*** Block opens ***

use std::iter::FusedIterator;

use tracing::{debug, warn};

use super::PrincipalScope;
use crate::{
    backend::{
        MemberCursor,
        fault::{FaultSite, translate},
    },
    classify::AccountTypeClassifier,
    error::{AccountError, AccountResult, ErrorKind},
    models::{Principal, Selector},
};

/// Lazy, finite sequence over the direct members of a group.
///
/// The underlying cursor is stepped one member at a time. A member whose
/// slot cannot be read, or whose SID no longer translates to an account, is
/// skipped and enumeration continues. A fatal error (access denied, backend
/// unavailable) is yielded once and ends the sequence. The sequence cannot
/// be restarted.
pub struct MemberEnumerator<'a> {
    cursor: Box<dyn MemberCursor + 'a>,
    classifier: &'a AccountTypeClassifier,
    group: String,
    skipped: usize,
    done: bool,
}

impl<'a> MemberEnumerator<'a> {
    /// Locate `group` and open a member cursor in the context that owns it.
    pub fn open(scope: &'a dyn PrincipalScope, group: &Principal) -> AccountResult<Self> {
        let resolved = scope.resolve_group(&Selector::from(group))?;
        let label = resolved.principal.display_label();
        let group_sid = resolved
            .principal
            .sid()
            .ok_or_else(|| AccountError::not_found(format!("group '{label}'")))?;

        let cursor = resolved
            .context
            .open_member_cursor(group_sid)
            .map_err(|f| translate(f, FaultSite::Lookup { target: &label }))?;

        debug!(group = %label, scope = %resolved.context.scope(), "Enumerating group members");
        Ok(Self {
            cursor,
            classifier: scope.classifier(),
            group: label,
            skipped: 0,
            done: false,
        })
    }

    /// Members skipped so far because of per-member faults.
    pub fn skipped(&self) -> usize {
        self.skipped
    }

    /// Record a skipped member. Returns the error to yield when the fault
    /// is fatal; otherwise the caller keeps enumerating.
    fn skip(&mut self, err: AccountError) -> Option<AccountError> {
        if err.is_fatal() {
            warn!(group = %self.group, error = %err, "Member enumeration aborted");
            self.done = true;
            return Some(err);
        }

        self.skipped += 1;
        None
    }
}

impl Iterator for MemberEnumerator<'_> {
    type Item = AccountResult<Principal>;

    fn next(&mut self) -> Option<Self::Item> {
        while !self.done {
            match self.cursor.advance() {
                Ok(false) => {
                    debug!(group = %self.group, skipped = self.skipped, "Member enumeration finished");
                    self.done = true;
                }
                Ok(true) => match self.cursor.current() {
                    Ok(record) => {
                        let principal = self.classifier.annotate(record.into_principal());
                        return Some(Ok(principal));
                    }
                    Err(fault) => {
                        let err = translate(
                            fault,
                            FaultSite::EnumerateTranslate { group: &self.group },
                        );
                        if err.kind() == ErrorKind::NotFound {
                            debug!(group = %self.group, error = %err, "Skipping member that no longer resolves");
                        } else if !err.is_fatal() {
                            warn!(group = %self.group, error = %err, "Skipping member that could not be translated");
                        }
                        if let Some(err) = self.skip(err) {
                            return Some(Err(err));
                        }
                    }
                },
                Err(fault) => {
                    let err = translate(fault, FaultSite::EnumerateAdvance { group: &self.group });
                    if !err.is_fatal() {
                        warn!(group = %self.group, error = %err, "Skipping unreadable member slot");
                    }
                    if let Some(err) = self.skip(err) {
                        return Some(Err(err));
                    }
                }
            }
        }
        None
    }
}

impl FusedIterator for MemberEnumerator<'_> {}

#[cfg(test)]
mod tests {
    use std::sync::Arc;

    use super::*;
    use crate::{
        backend::{BackendRecord, MemoryDirectory, ScopeKind, fault::codes},
        classify::{
            account_type,
            testing::{ScriptedFacility, classifier},
        },
        config::AccountsConfig,
        models::{ObjectKind, PrincipalDetails, PrincipalSource},
        services::PrincipalResolver,
        sid::SecurityIdentifier,
    };

    fn sid(text: &str) -> SecurityIdentifier {
        text.parse().unwrap()
    }

    fn resolver(directory: &MemoryDirectory, facility: ScriptedFacility) -> PrincipalResolver {
        PrincipalResolver::new(
            Arc::new(directory.clone()),
            classifier(facility),
            &AccountsConfig::default(),
        )
        .unwrap()
    }

    fn group_principal(resolver: &PrincipalResolver, name: &str) -> Principal {
        resolver
            .resolve_group(&Selector::from(name))
            .unwrap()
            .principal
    }

    #[test]
    fn test_stale_member_is_skipped() {
        let directory = MemoryDirectory::new();
        let alice = directory.add_user(ScopeKind::Machine, "alice");
        let bob = directory.add_user(ScopeKind::Machine, "bob");
        let group = directory.add_group(ScopeKind::Machine, "Engineering");
        directory.add_member_sid(&group, alice.clone());
        directory.add_member_sid(&group, sid("S-1-5-21-9-9-9-4242"));
        directory.add_member_sid(&group, bob.clone());

        let resolver = resolver(&directory, ScriptedFacility::new(10));
        let engineering = group_principal(&resolver, "Engineering");
        let mut members = resolver.members(&engineering).unwrap();
        let names: Vec<String> = members
            .by_ref()
            .map(|m| m.unwrap().name().unwrap().to_string())
            .collect();

        assert_eq!(names, vec!["alice", "bob"]);
        assert_eq!(members.skipped(), 1);
        assert!(members.next().is_none());
    }

    #[test]
    fn test_unreadable_slot_is_skipped() {
        let directory = MemoryDirectory::new();
        let alice = directory.add_user(ScopeKind::Machine, "alice");
        let bob = directory.add_user(ScopeKind::Machine, "bob");
        let group = directory.add_group(ScopeKind::Machine, "Engineering");
        directory.add_member_sid(&group, alice);
        directory.add_member_sid(&group, bob);
        directory.fail_member_slot(&group, 0, 31);

        let resolver = resolver(&directory, ScriptedFacility::new(10));
        let engineering = group_principal(&resolver, "Engineering");
        let members: Vec<_> = resolver
            .members(&engineering)
            .unwrap()
            .collect::<AccountResult<_>>()
            .unwrap();

        assert_eq!(members.len(), 1);
        assert_eq!(members[0].name(), Some("bob"));
    }

    #[test]
    fn test_access_denied_ends_enumeration() {
        let directory = MemoryDirectory::new();
        let alice = directory.add_user(ScopeKind::Machine, "alice");
        let bob = directory.add_user(ScopeKind::Machine, "bob");
        let group = directory.add_group(ScopeKind::Machine, "Engineering");
        directory.add_member_sid(&group, alice.clone());
        directory.add_member_sid(&group, bob);
        directory.fail_translation(&alice, codes::ERROR_ACCESS_DENIED);

        let resolver = resolver(&directory, ScriptedFacility::new(10));
        let engineering = group_principal(&resolver, "Engineering");
        let mut members = resolver.members(&engineering).unwrap();

        let err = members.next().unwrap().unwrap_err();
        assert_eq!(err.kind(), ErrorKind::AccessDenied);
        assert!(members.next().is_none());
        assert!(members.next().is_none());
    }

    #[test]
    fn test_object_kinds_and_classification() {
        let directory = MemoryDirectory::new();
        let alice = directory.add_user(ScopeKind::Machine, "alice");
        let admins = directory.add_group(ScopeKind::Machine, "Admins");
        let computer = sid("S-1-5-21-4000-5000-6000-2001");
        directory.add_record(
            ScopeKind::Domain,
            BackendRecord {
                sid: computer.clone(),
                name: "PC01$".into(),
                object_class: "computer".into(),
                details: PrincipalDetails::None,
            },
        );
        let group = directory.add_group(ScopeKind::Machine, "Engineering");
        directory.add_member_sid(&group, alice.clone());
        directory.add_member_sid(&group, admins);
        directory.add_member_sid(&group, computer);

        let facility = ScriptedFacility::new(10).with(&alice, account_type::LOCAL_USER);
        let resolver = resolver(&directory, facility);
        let engineering = group_principal(&resolver, "Engineering");
        let members: Vec<Principal> = resolver
            .members(&engineering)
            .unwrap()
            .map(Result::unwrap)
            .collect();

        let kinds: Vec<ObjectKind> = members.iter().map(Principal::kind).collect();
        assert_eq!(
            kinds,
            vec![ObjectKind::User, ObjectKind::Group, ObjectKind::Other]
        );
        assert_eq!(members[0].source(), PrincipalSource::Local);
        assert_eq!(members[1].source(), PrincipalSource::Unknown);
    }

    #[test]
    fn test_long_run_of_stale_members_does_not_hide_later_ones() {
        let directory = MemoryDirectory::new();
        let group = directory.add_group(ScopeKind::Machine, "Ghosts");
        for rid in 0..300 {
            directory.add_member_sid(&group, sid(&format!("S-1-5-21-9-9-9-{}", 5000 + rid)));
        }
        let bob = directory.add_user(ScopeKind::Machine, "bob");
        directory.add_member_sid(&group, bob.clone());

        let resolver = resolver(&directory, ScriptedFacility::new(10));
        let ghosts = group_principal(&resolver, "Ghosts");
        let mut members = resolver.members(&ghosts).unwrap();

        let found = members.next().unwrap().unwrap();
        assert_eq!(found.sid(), Some(&bob));
        assert!(members.next().is_none());
        assert_eq!(members.skipped(), 300);
    }

    #[test]
    fn test_empty_group_and_non_group() {
        let directory = MemoryDirectory::new();
        directory.add_group(ScopeKind::Machine, "Empty");
        let alice = directory.add_user(ScopeKind::Machine, "alice");

        let resolver = resolver(&directory, ScriptedFacility::new(10));
        let empty = group_principal(&resolver, "Empty");
        assert_eq!(resolver.members(&empty).unwrap().count(), 0);

        let user = Principal::from_sid(alice);
        let err = resolver.members(&user).err().unwrap();
        assert_eq!(err.kind(), ErrorKind::NotFound);
    }
}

*** Block closes ***

**The task**
In the listing above, find every line with the string "Skipping" and state how many there are, with no other words.

**Your response**
3